The final project file structure:
We can add some code to main.c so that it can be compiled as an empty project.
#include "stm32f10x.h"
int main()
{
}At this time, an error will be reported when compiling the project directly. We need to make settings to set the header file search range. The specific operation is to click the magic wand (Options for Targets) on the toolbar, select c/c++ in the pop-up box, enter USE_STDPERIPH_DRIVER in Define, and Include Paths below Select our folder Core, Fwlib/inc, User three directories, manually select:
Finally, it can be compiled successfully:
Because the simulation needs a hex file at the end, it also needs a setting, click Options for Targets, switch to output, and then check Create HEX File:
The code for STM32 microcontroller lighting is somewhat complicated, mainly need to turn on the clock and set the pin level.
#include "stm32f10x.h"
void Delay()
{
unsigned int i, j;
for(i = 0; i < 2000; i++)
for(j = 0; j < 110; j++);
}
void LED_Config()
{
GPIO_InitTypeDef GPIO_InitStructure; // GPIO初始化结构体
RCC_APB2PeriphClockCmd(RCC_APB2Periph_GPIOB, ENABLE); //APB2时钟使能,这里单片机开启的是B口,所以对应RCC_APB2Periph_GPIOB,如果开启A口,这里对应RCC_APB2Periph_GPIOA
GPIO_InitStructure.GPIO_Mode = GPIO_Mode_Out_PP; // 推挽模式
GPIO_InitStructure.GPIO_Pin = GPIO_Pin_5; // 管脚B5作为输出
GPIO_InitStructure.GPIO_Speed = GPIO_Speed_50MHz; //时钟频率
GPIO_Init(GPIOB, &GPIO_InitStructure); // GPIO初始化,开启GPIOB,如果要开启A或者C,改变这里的GPIOA或者GPIOC
}
int main()
{
LED_Config();
while(1)
{
GPIO_SetBits(GPIOB, GPIO_Pin_5);
Delay();
GPIO_ResetBits(GPIOB, GPIO_Pin_5);
Delay();
}
}
If the compilation does not report an error, you can start the simulation. In proteus, we build the led design diagram as shown below:
Select the chip STM32F103C8, then find the light-emitting diode LED-GREEN, add a resistor, and ground. Simple connection, the STM32 MCU seems to be a little different from the 51 MCU, here you need to deal with the connection, select Power Rail Configuration in the menu bar Design, and pass the parts listed on the left of GND and VCC/VDD through the Add in the middle The (move right) arrow is added to the right:
There is another important place that needs to be set, which is the crystal oscillator frequency of the microcontroller. If it is not set, an error will be reported:
Access to register of unclocked peripheral at 0x40010C00 cause BUS_FAULT [U1_CM3CORE]
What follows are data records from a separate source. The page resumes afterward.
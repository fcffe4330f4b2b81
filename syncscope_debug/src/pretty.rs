// Copyright 2026 the Syncscope Authors
// SPDX-License-Identifier: Apache-2.0 OR MIT

//! Human-readable trace output.
//!
//! [`PrettyPrintSink`] implements [`TraceSink`] and writes one line per event
//! to a [`Write`](std::io::Write) destination (default: stderr). Events below
//! the sink's minimum [`DiagnosticLevel`] are skipped.

use std::io::Write;

use syncscope_core::trace::{ConnectorEvent, DiagnosticLevel, ScopeEvent, TraceSink};

/// Writes human-readable trace lines to a [`Write`](std::io::Write) destination.
pub struct PrettyPrintSink<W: Write = Box<dyn Write>> {
    writer: W,
    min_level: DiagnosticLevel,
}

impl<W: Write> std::fmt::Debug for PrettyPrintSink<W> {
    fn fmt(&self, f: &mut std::fmt::Formatter<'_>) -> std::fmt::Result {
        f.debug_struct("PrettyPrintSink")
            .field("min_level", &self.min_level)
            .finish_non_exhaustive()
    }
}

impl PrettyPrintSink {
    /// Creates a sink that writes every event to stderr.
    #[must_use]
    pub fn stderr() -> Self {
        Self::new(Box::new(std::io::stderr()))
    }

    /// Creates a sink that writes every event to a boxed writer.
    #[must_use]
    pub fn new(writer: Box<dyn Write>) -> Self {
        Self::with_writer(writer)
    }
}

impl<W: Write> PrettyPrintSink<W> {
    /// Creates a sink that writes every event to the given destination.
    #[must_use]
    pub fn with_writer(writer: W) -> Self {
        Self {
            writer,
            min_level: DiagnosticLevel::Debug,
        }
    }

    /// Skips events below `level`.
    #[must_use]
    pub fn min_level(mut self, level: DiagnosticLevel) -> Self {
        self.min_level = level;
        self
    }

    /// Consumes the sink and returns the writer.
    #[must_use]
    pub fn into_writer(self) -> W {
        self.writer
    }
}

impl<W: Write> TraceSink for PrettyPrintSink<W> {
    fn on_connector(&mut self, e: &ConnectorEvent<'_>) {
        if e.level() < self.min_level {
            return;
        }
        let _ = writeln!(
            self.writer,
            "[{}] {} {e}",
            e.level().as_str(),
            e.kind.as_str(),
        );
    }

    fn on_scope(&mut self, e: &ScopeEvent) {
        if e.level() < self.min_level {
            return;
        }
        let _ = writeln!(
            self.writer,
            "[{}] {} count={}",
            e.level().as_str(),
            e.kind.as_str(),
            e.count,
        );
    }
}
// Copyright 2026 the Syncscope Authors
// SPDX-License-Identifier: Apache-2.0 OR MIT

//! Diagnostics for registry and dirty-set bookkeeping.
//!
//! This module provides a [`TraceSink`] trait that scope operations call
//! whenever something worth reporting happens. All method bodies default to
//! no-ops, so implementing only the events you care about is fine.
//!
//! [`Tracer`] wraps an optional `&mut dyn TraceSink`. When the `trace` feature
//! is **off**, every `Tracer` method compiles to nothing and no event is ever
//! built. When **on**, each method performs a single `Option` branch before
//! dispatching.
//!
//! Every event has a [`DiagnosticLevel`]. Hard faults are still returned as
//! [`SyncError`](crate::error::SyncError)s; the matching warning event is
//! emitted just before the error is returned.
//!
//! # Crate features
//!
//! - `trace`: enables the `Tracer` method bodies (one branch per call).

use core::fmt;

use crate::connector::ConnectorTree;

// ---------------------------------------------------------------------------
// Enums
// ---------------------------------------------------------------------------

/// Severity of a diagnostic event.
#[derive(Clone, Copy, Debug, PartialEq, Eq, PartialOrd, Ord, Hash)]
pub enum DiagnosticLevel {
    /// Routine bookkeeping.
    Debug,
    /// Harmless but unexpected calls.
    Info,
    /// Consistency violations.
    Warn,
}

impl DiagnosticLevel {
    /// Returns a lowercase label.
    #[must_use]
    pub const fn as_str(self) -> &'static str {
        match self {
            Self::Debug => "debug",
            Self::Info => "info",
            Self::Warn => "warn",
        }
    }
}

/// What happened to a single connector.
#[derive(Clone, Copy, Debug, PartialEq, Eq, Hash)]
pub enum ConnectorEventKind {
    /// The connector was bound to its identifier.
    Registered,
    /// The connector's binding was removed.
    Unregistered,
    /// The connector was registered again under its existing binding.
    RedundantRegistration,
    /// Unregistration of a connector whose identifier had no binding.
    UnknownUnregistration,
    /// Registration rejected: the identifier is bound to another connector.
    DuplicateIdentifier,
    /// Unregistration rejected: the identifier is bound to another connector.
    IdentityMismatch,
    /// A reconcile sweep removed a binding for an unreachable connector.
    ReconcileRemoval,
    /// The connector went from clean to dirty.
    MarkedDirty,
    /// The connector went from dirty to clean.
    MarkedClean,
}

impl ConnectorEventKind {
    /// Returns the severity of this kind of event.
    #[must_use]
    pub const fn level(self) -> DiagnosticLevel {
        match self {
            Self::Registered | Self::Unregistered | Self::MarkedDirty | Self::MarkedClean => {
                DiagnosticLevel::Debug
            }
            Self::RedundantRegistration | Self::UnknownUnregistration | Self::ReconcileRemoval => {
                DiagnosticLevel::Info
            }
            Self::DuplicateIdentifier | Self::IdentityMismatch => DiagnosticLevel::Warn,
        }
    }

    /// Returns a short kebab-case label.
    #[must_use]
    pub const fn as_str(self) -> &'static str {
        match self {
            Self::Registered => "registered",
            Self::Unregistered => "unregistered",
            Self::RedundantRegistration => "redundant-registration",
            Self::UnknownUnregistration => "unknown-unregistration",
            Self::DuplicateIdentifier => "duplicate-identifier",
            Self::IdentityMismatch => "identity-mismatch",
            Self::ReconcileRemoval => "reconcile-removal",
            Self::MarkedDirty => "dirty",
            Self::MarkedClean => "clean",
        }
    }
}

/// What happened to a whole scope.
#[derive(Clone, Copy, Debug, PartialEq, Eq, Hash)]
pub enum ScopeEventKind {
    /// A subtree walk marked connectors dirty.
    AllDirty,
    /// The dirty set was emptied.
    AllClean,
    /// A reconcile sweep finished.
    Reconciled,
}

impl ScopeEventKind {
    /// Returns the severity of this kind of event.
    #[must_use]
    pub const fn level(self) -> DiagnosticLevel {
        DiagnosticLevel::Debug
    }

    /// Returns a short kebab-case label.
    #[must_use]
    pub const fn as_str(self) -> &'static str {
        match self {
            Self::AllDirty => "all-dirty",
            Self::AllClean => "all-clean",
            Self::Reconciled => "reconciled",
        }
    }
}

// ---------------------------------------------------------------------------
// Event structs
// ---------------------------------------------------------------------------

/// Type name and identifier of a connector, rendered as `Name(id)`.
#[derive(Clone, Copy, Debug, PartialEq, Eq, Hash)]
pub struct ConnectorLabel<'a> {
    /// Diagnostic type name.
    pub name: &'a str,
    /// Client-visible identifier.
    pub id: &'a str,
}

impl<'a> ConnectorLabel<'a> {
    /// Builds the label for `key` from the tree.
    #[must_use]
    pub fn of<T: ConnectorTree>(tree: &'a T, key: T::Key) -> Self {
        Self {
            name: tree.display_name(key),
            id: tree.connector_id(key).as_str(),
        }
    }
}

impl fmt::Display for ConnectorLabel<'_> {
    fn fmt(&self, f: &mut fmt::Formatter<'_>) -> fmt::Result {
        write!(f, "{}({})", self.name, self.id)
    }
}

/// Emitted for per-connector bookkeeping.
#[derive(Clone, Copy, Debug)]
pub struct ConnectorEvent<'a> {
    /// What happened.
    pub kind: ConnectorEventKind,
    /// The connector it happened to.
    pub connector: ConnectorLabel<'a>,
    /// The connector's parent at the time of the event, if any.
    pub parent: Option<ConnectorLabel<'a>>,
}

impl<'a> ConnectorEvent<'a> {
    /// Describes `key` and its parent using the tree.
    #[must_use]
    pub fn describe<T: ConnectorTree>(tree: &'a T, kind: ConnectorEventKind, key: T::Key) -> Self {
        Self {
            kind,
            connector: ConnectorLabel::of(tree, key),
            parent: tree.parent(key).map(|p| ConnectorLabel::of(tree, p)),
        }
    }

    /// Returns the severity of the event.
    #[must_use]
    pub const fn level(&self) -> DiagnosticLevel {
        self.kind.level()
    }
}

/// Renders `Name(id) (parent: Name(id))`.
impl fmt::Display for ConnectorEvent<'_> {
    fn fmt(&self, f: &mut fmt::Formatter<'_>) -> fmt::Result {
        write!(f, "{}", self.connector)?;
        if let Some(parent) = &self.parent {
            write!(f, " (parent: {parent})")?;
        }
        Ok(())
    }
}

/// Emitted for operations covering a whole scope.
#[derive(Clone, Copy, Debug, PartialEq, Eq, Hash)]
pub struct ScopeEvent {
    /// What happened.
    pub kind: ScopeEventKind,
    /// For [`AllDirty`](ScopeEventKind::AllDirty), connectors that became
    /// dirty; for [`AllClean`](ScopeEventKind::AllClean), connectors that
    /// were dirty; for [`Reconciled`](ScopeEventKind::Reconciled), bindings
    /// removed.
    pub count: usize,
}

impl ScopeEvent {
    /// Returns the severity of the event.
    #[must_use]
    pub const fn level(&self) -> DiagnosticLevel {
        self.kind.level()
    }
}

// ---------------------------------------------------------------------------
// TraceSink trait
// ---------------------------------------------------------------------------

/// Receives diagnostic events from scope operations.
///
/// All methods have default no-op implementations, so you only need to
/// override the events you care about.
pub trait TraceSink {
    /// Called for per-connector bookkeeping.
    fn on_connector(&mut self, e: &ConnectorEvent<'_>) {
        _ = e;
    }

    /// Called for scope-wide operations.
    fn on_scope(&mut self, e: &ScopeEvent) {
        _ = e;
    }
}

// ---------------------------------------------------------------------------
// NoopSink
// ---------------------------------------------------------------------------

/// A [`TraceSink`] that discards all events.
#[derive(Clone, Copy, Debug, Default)]
pub struct NoopSink;

impl TraceSink for NoopSink {}

// ---------------------------------------------------------------------------
// Tracer wrapper
// ---------------------------------------------------------------------------

/// Thin wrapper around an optional [`TraceSink`].
///
/// When the `trace` feature is **off**, every method compiles to nothing. When
/// **on**, each method checks the inner `Option` (one branch) before
/// dispatching to the sink.
pub struct Tracer<'a> {
    #[cfg(feature = "trace")]
    sink: Option<&'a mut dyn TraceSink>,
    #[cfg(not(feature = "trace"))]
    _marker: core::marker::PhantomData<&'a mut dyn TraceSink>,
}

impl fmt::Debug for Tracer<'_> {
    fn fmt(&self, f: &mut fmt::Formatter<'_>) -> fmt::Result {
        f.debug_struct("Tracer")
            .field("enabled", &self.is_enabled())
            .finish_non_exhaustive()
    }
}

impl<'a> Tracer<'a> {
    /// Creates a tracer that dispatches to the given sink.
    #[inline]
    #[must_use]
    pub fn new(sink: &'a mut dyn TraceSink) -> Self {
        #[cfg(feature = "trace")]
        {
            Self { sink: Some(sink) }
        }
        #[cfg(not(feature = "trace"))]
        {
            _ = sink;
            Self {
                _marker: core::marker::PhantomData,
            }
        }
    }

    /// Creates a tracer that discards all events.
    #[inline]
    #[must_use]
    pub fn none() -> Self {
        #[cfg(feature = "trace")]
        {
            Self { sink: None }
        }
        #[cfg(not(feature = "trace"))]
        {
            Self {
                _marker: core::marker::PhantomData,
            }
        }
    }

    /// Returns whether events reach a sink.
    ///
    /// Callers use this to skip building events nobody will see.
    #[inline]
    #[must_use]
    pub fn is_enabled(&self) -> bool {
        #[cfg(feature = "trace")]
        {
            self.sink.is_some()
        }
        #[cfg(not(feature = "trace"))]
        {
            false
        }
    }

    /// Emits a [`ConnectorEvent`].
    #[inline]
    pub fn connector(&mut self, e: &ConnectorEvent<'_>) {
        #[cfg(feature = "trace")]
        if let Some(s) = &mut self.sink {
            s.on_connector(e);
        }
        #[cfg(not(feature = "trace"))]
        {
            _ = e;
        }
    }

    /// Emits a [`ScopeEvent`].
    #[inline]
    pub fn scope(&mut self, e: &ScopeEvent) {
        #[cfg(feature = "trace")]
        if let Some(s) = &mut self.sink {
            s.on_scope(e);
        }
        #[cfg(not(feature = "trace"))]
        {
            _ = e;
        }
    }

    /// Describes `key` and emits a [`ConnectorEvent`] if a sink is attached.
    #[inline]
    pub fn describe<T: ConnectorTree>(&mut self, tree: &T, kind: ConnectorEventKind, key: T::Key) {
        if self.is_enabled() {
            self.connector(&ConnectorEvent::describe(tree, kind, key));
        }
    }
}

impl Default for Tracer<'_> {
    fn default() -> Self {
        Self::none()
    }
}

#[cfg(test)]
mod tests {
    use alloc::string::ToString;

    use super::*;

    fn sample_event() -> ConnectorEvent<'static> {
        ConnectorEvent {
            kind: ConnectorEventKind::ReconcileRemoval,
            connector: ConnectorLabel {
                name: "Button",
                id: "PID3",
            },
            parent: Some(ConnectorLabel {
                name: "VerticalLayout",
                id: "PID1",
            }),
        }
    }

    #[test]
    fn event_renders_connector_and_parent() {
        assert_eq!(
            sample_event().to_string(),
            "Button(PID3) (parent: VerticalLayout(PID1))"
        );
        let orphan = ConnectorEvent {
            parent: None,
            ..sample_event()
        };
        assert_eq!(orphan.to_string(), "Button(PID3)");
    }

    #[test]
    fn levels_follow_severity() {
        assert_eq!(ConnectorEventKind::Registered.level(), DiagnosticLevel::Debug);
        assert_eq!(
            ConnectorEventKind::RedundantRegistration.level(),
            DiagnosticLevel::Info
        );
        assert_eq!(
            ConnectorEventKind::UnknownUnregistration.level(),
            DiagnosticLevel::Info
        );
        assert_eq!(ConnectorEventKind::ReconcileRemoval.level(), DiagnosticLevel::Info);
        assert_eq!(ConnectorEventKind::IdentityMismatch.level(), DiagnosticLevel::Warn);
        assert!(DiagnosticLevel::Warn > DiagnosticLevel::Info);
    }

    #[test]
    fn noop_sink_compiles() {
        let mut sink = NoopSink;
        sink.on_connector(&sample_event());
        sink.on_scope(&ScopeEvent {
            kind: ScopeEventKind::AllClean,
            count: 0,
        });
    }

    #[test]
    fn tracer_none_does_nothing() {
        let mut tracer = Tracer::none();
        assert!(!tracer.is_enabled());
        tracer.connector(&sample_event());
    }

    #[cfg(feature = "trace")]
    #[test]
    fn tracer_dispatches_to_sink() {
        use alloc::vec::Vec;

        struct RecordingSink {
            kinds: Vec<ConnectorEventKind>,
        }
        impl TraceSink for RecordingSink {
            fn on_connector(&mut self, e: &ConnectorEvent<'_>) {
                self.kinds.push(e.kind);
            }
        }

        let mut sink = RecordingSink { kinds: Vec::new() };
        let mut tracer = Tracer::new(&mut sink);
        assert!(tracer.is_enabled());
        tracer.connector(&sample_event());
        // Access sink after tracer is dropped.
        drop(tracer);
        assert_eq!(sink.kinds, &[ConnectorEventKind::ReconcileRemoval]);
    }
}
// Copyright 2026 the Syncscope Authors
// SPDX-License-Identifier: Apache-2.0 OR MIT

//! Connector and component identity types.

use alloc::string::String;
use core::borrow::Borrow;
use core::fmt;

use crate::error::InvalidConnectorId;

/// Sentinel value indicating "no component" in index fields.
pub const INVALID: u32 = u32::MAX;

/// The client-visible identifier of a connector.
///
/// Identifiers are assigned by the connector itself and are opaque to the
/// tracker. They are never empty, so a registry entry always has a key the
/// client can address.
#[derive(Clone, PartialEq, Eq, PartialOrd, Ord, Hash)]
pub struct ConnectorId(String);

impl ConnectorId {
    /// Creates an identifier from a non-empty string.
    ///
    /// # Errors
    ///
    /// Returns [`InvalidConnectorId`] if `id` is empty.
    pub fn new(id: impl Into<String>) -> Result<Self, InvalidConnectorId> {
        let id = id.into();
        if id.is_empty() {
            return Err(InvalidConnectorId);
        }
        Ok(Self(id))
    }

    /// Returns the identifier as a string slice.
    #[inline]
    #[must_use]
    pub fn as_str(&self) -> &str {
        &self.0
    }
}

impl Borrow<str> for ConnectorId {
    fn borrow(&self) -> &str {
        &self.0
    }
}

impl AsRef<str> for ConnectorId {
    fn as_ref(&self) -> &str {
        &self.0
    }
}

impl TryFrom<&str> for ConnectorId {
    type Error = InvalidConnectorId;

    fn try_from(id: &str) -> Result<Self, Self::Error> {
        Self::new(id)
    }
}

impl fmt::Debug for ConnectorId {
    fn fmt(&self, f: &mut fmt::Formatter<'_>) -> fmt::Result {
        write!(f, "ConnectorId({:?})", self.0)
    }
}

impl fmt::Display for ConnectorId {
    fn fmt(&self, f: &mut fmt::Formatter<'_>) -> fmt::Result {
        f.write_str(&self.0)
    }
}

/// A handle to a connector in a [`ComponentTree`](crate::tree::ComponentTree).
///
/// Handles compare by slot, so two handles are equal exactly when they name
/// the same connector instance. Slots are never reused.
#[derive(Clone, Copy, PartialEq, Eq, PartialOrd, Ord, Hash)]
pub struct ComponentKey(pub(crate) u32);

impl fmt::Debug for ComponentKey {
    fn fmt(&self, f: &mut fmt::Formatter<'_>) -> fmt::Result {
        write!(f, "ComponentKey({})", self.0)
    }
}
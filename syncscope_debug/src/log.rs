// Copyright 2026 the Syncscope Authors
// SPDX-License-Identifier: Apache-2.0 OR MIT

//! Forwarding to [`tracing`].
//!
//! [`LogSink`] turns every event into a `tracing` event at the matching
//! level, with the connector and parent labels as structured fields. Hosts
//! that already install a `tracing` subscriber get scope diagnostics without
//! any extra plumbing.

use syncscope_core::trace::{ConnectorEvent, DiagnosticLevel, ScopeEvent, TraceSink};

/// `tracing` target used for every forwarded event.
pub const TARGET: &str = "syncscope";

/// A [`TraceSink`] that forwards to `tracing`.
#[derive(Clone, Copy, Debug, Default)]
pub struct LogSink;

impl TraceSink for LogSink {
    fn on_connector(&mut self, e: &ConnectorEvent<'_>) {
        let kind = e.kind.as_str();
        let parent = e.parent.map(tracing::field::display);
        match e.level() {
            DiagnosticLevel::Debug => {
                tracing::debug!(
                    target: TARGET,
                    kind,
                    connector = %e.connector,
                    parent = ?parent
                );
            }
            DiagnosticLevel::Info => {
                tracing::info!(
                    target: TARGET,
                    kind,
                    connector = %e.connector,
                    parent = ?parent,
                    "{e}"
                );
            }
            DiagnosticLevel::Warn => {
                tracing::warn!(
                    target: TARGET,
                    kind,
                    connector = %e.connector,
                    parent = ?parent,
                    "{e}"
                );
            }
        }
    }

    fn on_scope(&mut self, e: &ScopeEvent) {
        tracing::debug!(target: TARGET, kind = e.kind.as_str(), count = e.count);
    }
}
This problem may only be reported during simulation. Some places say that the clock enable needs to be set in the code, but our code is obviously set, which is RCC_APB2PeriphClockCmd(RCC_APB2Periph_GPIOB, ENABLE); this code. This problem is very troublesome. At first I thought that the code did not execute the content in the main.c file. In fact, it is not, but the frequency of the crystal oscillator, but the frequency is also not set. I use the code generated by STM32CubeMX to execute without problem. Also very strange.
The 50MHz here is the clock frequency GPIO_Speed_50MHz set in the code.
Finally, the simulation does not report an error: 
Here is to use the standard library to build the STM32 project, so some header files and source files of the standard library are added. Here, according to the characteristics of the project, the Core, Fwlib, Project, Startup, User folders are newly created, and related files are added, and finally in the keil project The groups Core, Fwlib, Startup, and User established in the target do not have the same meaning, but the names are the same. Finally, you need to manually add files to these groups.